## Aim of the task
Could you report every line of the listing below that holds the word "target"?

## The data
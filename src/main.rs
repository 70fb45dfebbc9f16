//! Main entry point for the tarchive CLI app

fn main() -> std::process::ExitCode {
    if let Err(e) = tarchive::cli_runner::run_cli_app() {
        eprintln!("Error: {}", e);
        return std::process::ExitCode::FAILURE;
    }
    std::process::ExitCode::SUCCESS
}
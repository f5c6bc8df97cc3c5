use crate::core::fun_fact::fun_fact;
use crate::core::input::NumericInput;
use crate::core::predicates::{digit_sum, is_armstrong, is_perfect, is_prime};
use crate::domain::model::{ApiRequest, ApiResponse, NumberProperties, Property};
use crate::utils::error::{Fault, Result};

pub const NUMBER_PARAM: &str = "number";

/// Computes every property of the `number` parameter's value.
pub fn evaluate(raw: &str) -> Result<NumberProperties> {
    let input = NumericInput::parse(raw)?;
    let n = input.integer;
    tracing::debug!("Parsed {:?} as {:?} (integer {})", input.raw, input.value, n);

    let mut properties = vec![if n % 2 != 0 {
        Property::Odd
    } else {
        Property::Even
    }];
    if is_armstrong(n) {
        properties.push(Property::Armstrong);
    }

    Ok(NumberProperties {
        number: input.value,
        is_prime: is_prime(n),
        is_perfect: is_perfect(n),
        properties,
        digit_sum: digit_sum(n),
        fun_fact: fun_fact(n),
    })
}

/// Handles one request. Every outcome, including failures, comes back as a
/// JSON response: 200, 400 or 500.
pub fn handle(request: &ApiRequest) -> ApiResponse {
    // 沒有參數時視為空字串，走 400
    let raw = request.param(NUMBER_PARAM).unwrap_or_default();

    let result = evaluate(raw)
        .and_then(|properties| serde_json::to_string(&properties).map_err(Fault::from));
    respond(raw, result)
}

pub fn handle_query(query: &str) -> ApiResponse {
    handle(&ApiRequest::from_query_string(query))
}

fn respond(raw: &str, result: Result<String>) -> ApiResponse {
    match result {
        Ok(body) => {
            tracing::info!("✅ {}={:?} -> 200", NUMBER_PARAM, raw);
            ApiResponse::json(200, body)
        }
        Err(Fault::Validation { input }) => {
            tracing::warn!("❌ Rejected {}={:?}", NUMBER_PARAM, input);
            let body = serde_json::json!({ "number": input, "error": true });
            ApiResponse::json(400, body.to_string())
        }
        Err(fault) => {
            tracing::error!("❌ Failed to handle {}={:?}: {}", NUMBER_PARAM, raw, fault);
            let body = serde_json::json!({ "error": fault.to_string() });
            ApiResponse::json(fault.status_code(), body.to_string())
        }
    }
}
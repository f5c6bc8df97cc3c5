//! Number-theoretic predicates over `i64`. All of them are total: no input
//! panics or overflows, including `i64::MIN` and `i64::MAX`.

/// Decimal digits of `|n|`, most significant first. `0` yields `[0]`.
pub fn digits(n: i64) -> Vec<u32> {
    let mut rest = n.unsigned_abs();
    let mut out = Vec::new();
    loop {
        out.push((rest % 10) as u32);
        rest /= 10;
        if rest == 0 {
            break;
        }
    }
    out.reverse();
    out
}

pub fn digit_sum(n: i64) -> u32 {
    digits(n).into_iter().sum()
}

/// Trial division by every `i` in `2..=isqrt(n)`.
pub fn is_prime(n: i64) -> bool {
    if n < 2 {
        return false;
    }
    let mut i: i64 = 2;
    // i <= n / i 等同 i * i <= n，但不會溢位
    while i <= n / i {
        if n % i == 0 {
            return false;
        }
        i += 1;
    }
    true
}

/// True when `n` equals the sum of its proper divisors.
///
/// Divisors are collected in pairs `(i, n / i)` for `i` up to `isqrt(n)`, so
/// this runs in O(√n) while agreeing with the plain O(n) definition.
pub fn is_perfect(n: i64) -> bool {
    if n <= 0 {
        return false;
    }
    if n == 1 {
        // 1 沒有真因數，和為 0
        return false;
    }
    let target = n as u128;
    let mut sum: u128 = 1;
    let mut i: i64 = 2;
    while i <= n / i {
        if n % i == 0 {
            sum += i as u128;
            let pair = n / i;
            if pair != i {
                sum += pair as u128;
            }
            if sum > target {
                return false;
            }
        }
        i += 1;
    }
    sum == target
}

/// Digits come from `|n|` but the comparison is against the signed `n`, so a
/// negative number is never Armstrong.
pub fn is_armstrong(n: i64) -> bool {
    if n < 0 {
        return false;
    }
    let digits = digits(n);
    let power = digits.len() as u32;
    // 19 位數時 9^19 * 19 會超過 i64，改用 u128 累加
    let sum: u128 = digits.iter().map(|&d| (d as u128).pow(power)).sum();
    sum == n as u128
}

#[cfg(test)]
mod tests {
    use super::*;

    #[test]
    fn test_digits() {
        assert_eq!(digits(0), vec![0]);
        assert_eq!(digits(153), vec![1, 5, 3]);
        assert_eq!(digits(-407), vec![4, 0, 7]);
        assert_eq!(digits(i64::MIN).len(), 19);
    }

    #[test]
    fn test_digit_sum() {
        assert_eq!(digit_sum(0), 0);
        assert_eq!(digit_sum(153), 9);
        assert_eq!(digit_sum(-28), 10);
        // |i64::MIN| = 9223372036854775808
        assert_eq!(digit_sum(i64::MIN), 89);
        assert_eq!(digit_sum(i64::MAX), 88);
    }

    #[test]
    fn test_is_prime() {
        for n in [i64::MIN, -7, -1, 0, 1] {
            assert!(!is_prime(n), "{} should not be prime", n);
        }
        for n in [2, 3, 5, 7, 11, 13, 97, 7919] {
            assert!(is_prime(n), "{} should be prime", n);
        }
        for n in [4, 6, 8, 9, 10, 12, 25, 49, 7917] {
            assert!(!is_prime(n), "{} should not be prime", n);
        }
    }

    #[test]
    fn test_is_prime_large_values() {
        assert!(is_prime(2_147_483_647));
        assert!(!is_prime(i64::MAX));
    }

    #[test]
    fn test_is_perfect() {
        for n in [i64::MIN, -6, 0, 1, 5, 27, 100, 12, 8128 + 1] {
            assert!(!is_perfect(n), "{} should not be perfect", n);
        }
        for n in [6, 28, 496, 8128, 33_550_336] {
            assert!(is_perfect(n), "{} should be perfect", n);
        }
    }

    #[test]
    fn test_is_perfect_matches_naive_definition() {
        for n in 1..2000_i64 {
            let naive: i64 = (1..n).filter(|d| n % d == 0).sum();
            assert_eq!(is_perfect(n), naive == n, "mismatch at {}", n);
        }
    }

    #[test]
    fn test_is_armstrong() {
        for n in [0, 1, 5, 9, 153, 370, 371, 407, 1634, 9474] {
            assert!(is_armstrong(n), "{} should be Armstrong", n);
        }
        for n in [10, 100, 154, 1000] {
            assert!(!is_armstrong(n), "{} should not be Armstrong", n);
        }
    }

    #[test]
    fn test_is_armstrong_negative_is_never_armstrong() {
        for n in [-1, -5, -153, -407, i64::MIN] {
            assert!(!is_armstrong(n), "{} should not be Armstrong", n);
        }
    }

    #[test]
    fn test_is_armstrong_extremes_do_not_overflow() {
        assert!(!is_armstrong(i64::MAX));
        assert!(!is_armstrong(9_999_999_999_999_999));
    }
}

## Exercise solution
    let target = n as u128;
            if sum > target {
    sum == target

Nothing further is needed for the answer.